Für die beiden Ratsmitglieder steht fest, dass es die Aufgabe von Kommunalpolitikern ist, den Haushalt der Kommune stabil zu halten. "Das Ziel ist demnach für uns nicht die Bebauung der Neanderhöhe, sondern der ausgeglichene Haushalt durch die Gewerbeeinnahmen." Wie sich die BmU nach der Phase der Offenlegung entscheiden wird, steht aktuell noch nicht fest. Die Forderung, einen Bürgerentscheid durchzuführen, wurde bereits laut. "Wir sind grundsätzlich für die Beteiligung der Bürger. Dieser Entscheid ist rechtlich bei dem aktuellen Planungsstand allerdings nicht möglich. Wir müssten das Planungsverfahren einstellen und würden demnach viel Zeit verlieren, um den Bürgerentscheid zu veranlassen", erklärt Osterwind. Eine weitere Alternative stellt für den Fraktionsvorsitzenden eine bindende Bürgerbefragung dar. "Wir könnten das Verfahren weiterlaufen lassen und würden uns als BmU dazu verpflichten, das Ergebnis der Bürgerentscheidung wiederzugeben."
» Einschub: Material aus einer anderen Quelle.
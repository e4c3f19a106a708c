//! Manager user administration.

use axum::{
    Json,
    extract::{Path, State},
};
use serde::{Deserialize, Serialize};

use teashop_core::{AccountStatus, UserId, UserRole};

use crate::db::{OrderRepository, RepositoryError, UserRepository};
use crate::error::{AppError, Result};
use crate::middleware::RequireManager;
use crate::models::{Order, OrderStats, User};
use crate::routes::ApiResponse;
use crate::services::stats;
use crate::state::AppState;

/// Upper bound on orders shown in a user's detail view.
const DETAIL_ORDER_LIMIT: i64 = 500;

#[derive(Debug, Serialize)]
pub struct UsersBody {
    pub users: Vec<User>,
}

#[derive(Debug, Serialize)]
pub struct UserBody {
    pub user: User,
}

#[derive(Debug, Serialize)]
pub struct UserDetailBody {
    pub user: User,
    pub stats: OrderStats,
    pub orders: Vec<Order>,
}

fn user_not_found(e: RepositoryError) -> AppError {
    match e {
        RepositoryError::NotFound => AppError::NotFound("User not found".to_owned()),
        other => other.into(),
    }
}

/// GET /api/products/users
///
/// Stale cached stats are recomputed before the list is returned.
///
/// # Errors
///
/// Returns `AppError::Database` if a query fails.
pub async fn index(
    State(state): State<AppState>,
    RequireManager(_): RequireManager,
) -> Result<Json<ApiResponse<UsersBody>>> {
    let repo = UserRepository::new(state.pool());

    let users = repo.list_all().await?;
    let users = if stats::refresh_stale(state.pool(), &users).await > 0 {
        repo.list_all().await?
    } else {
        users
    };

    Ok(ApiResponse::ok(UsersBody { users }))
}

/// GET /api/products/users/{id}
///
/// Stale cached stats are recomputed before the user is returned.
///
/// # Errors
///
/// 404 if the user does not exist.
pub async fn show(
    State(state): State<AppState>,
    RequireManager(_): RequireManager,
    Path(id): Path<UserId>,
) -> Result<Json<ApiResponse<UserDetailBody>>> {
    let user = UserRepository::new(state.pool())
        .get_by_id(id)
        .await?
        .ok_or_else(|| AppError::NotFound("User not found".to_owned()))?;
    let user = stats::refresh_if_due(state.pool(), user).await?;

    let orders_repo = OrderRepository::new(state.pool());
    let (stats, orders) = tokio::try_join!(
        orders_repo.stats_for_email(&user.email),
        orders_repo.list_for_email(&user.email, DETAIL_ORDER_LIMIT),
    )?;

    Ok(ApiResponse::ok(UserDetailBody {
        user,
        stats,
        orders,
    }))
}

#[derive(Debug, Deserialize)]
pub struct RoleRequest {
    #[serde(default)]
    pub role: String,
}

/// PUT /api/products/users/{id}/role
///
/// # Errors
///
/// 400 on an unknown role, 403 when a manager demotes themselves,
/// 404 if the user does not exist.
pub async fn update_role(
    State(state): State<AppState>,
    RequireManager(manager): RequireManager,
    Path(id): Path<UserId>,
    Json(req): Json<RoleRequest>,
) -> Result<Json<ApiResponse<UserBody>>> {
    let role: UserRole = req
        .role
        .parse()
        .map_err(|_| AppError::BadRequest("Invalid role".to_owned()))?;

    if id == manager.id && !role.is_manager() {
        return Err(AppError::Forbidden("Cannot demote yourself".to_owned()));
    }

    let user = UserRepository::new(state.pool())
        .set_role(id, role)
        .await
        .map_err(user_not_found)?;

    tracing::info!(user_id = %id, manager_id = %manager.id, %role, "User role changed");
    Ok(ApiResponse::with_message("Role updated", UserBody { user }))
}

#[derive(Debug, Deserialize)]
pub struct StatusRequest {
    #[serde(default)]
    pub status: String,
}

/// PUT /api/products/users/{id}/status
///
/// # Errors
///
/// 400 on an unknown status, 403 when a manager disables themselves,
/// 404 if the user does not exist.
pub async fn update_status(
    State(state): State<AppState>,
    RequireManager(manager): RequireManager,
    Path(id): Path<UserId>,
    Json(req): Json<StatusRequest>,
) -> Result<Json<ApiResponse<UserBody>>> {
    let status: AccountStatus = req
        .status
        .parse()
        .map_err(|_| AppError::BadRequest("Invalid status".to_owned()))?;

    if id == manager.id && !status.is_active() {
        return Err(AppError::Forbidden("Cannot disable yourself".to_owned()));
    }

    let user = UserRepository::new(state.pool())
        .set_status(id, status)
        .await
        .map_err(user_not_found)?;

    tracing::info!(user_id = %id, manager_id = %manager.id, %status, "User status changed");
    Ok(ApiResponse::with_message("Status updated", UserBody { user }))
}

#[derive(Debug, Deserialize)]
pub struct NicknameRequest {
    pub nickname: Option<String>,
}

impl NicknameRequest {
    fn nickname(&self) -> Option<&str> {
        self.nickname.as_deref().map(str::trim).filter(|n| !n.is_empty())
    }
}

/// PUT /api/products/users/{id}/nickname
///
/// A blank or missing nickname clears it.
///
/// # Errors
///
/// 404 if the user does not exist.
pub async fn update_nickname(
    State(state): State<AppState>,
    RequireManager(_): RequireManager,
    Path(id): Path<UserId>,
    Json(req): Json<NicknameRequest>,
) -> Result<Json<ApiResponse<UserBody>>> {
    let user = UserRepository::new(state.pool())
        .set_nickname(id, req.nickname())
        .await
        .map_err(user_not_found)?;

    Ok(ApiResponse::with_message("Nickname updated", UserBody { user }))
}

#[cfg(test)]
#[allow(clippy::unwrap_used)]
mod tests {
    use super::*;

    #[test]
    fn test_nickname_blank_clears() {
        let req: NicknameRequest = serde_json::from_str(r#"{"nickname": "  "}"#).unwrap();
        assert_eq!(req.nickname(), None);

        let req: NicknameRequest = serde_json::from_str("{}").unwrap();
        assert_eq!(req.nickname(), None);

        let req: NicknameRequest = serde_json::from_str(r#"{"nickname": " 老顾客 "}"#).unwrap();
        assert_eq!(req.nickname(), Some("老顾客"));
    }

    #[test]
    fn test_role_values() {
        assert_eq!("manager".parse::<UserRole>().unwrap(), UserRole::Manager);
        assert!("admin".parse::<UserRole>().is_err());
        assert!("".parse::<AccountStatus>().is_err());
    }
}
Dafür müsste jedoch ein im Vorfeld festgelegter Prozentsatz der Bürgerschaft an der Befragung teilnehmen. Ob eine der beiden Maßnahmen zum Tragen kommen wird oder sich die Fraktion für den unangetasteten Fortlauf des Vorhabens entscheidet, soll nach Ende der Sommerpause intern entschieden werden. "Wir haben zudem noch Gespräche mit Anwohnern vorgesehen. Unsere Entscheidung ist also noch offen."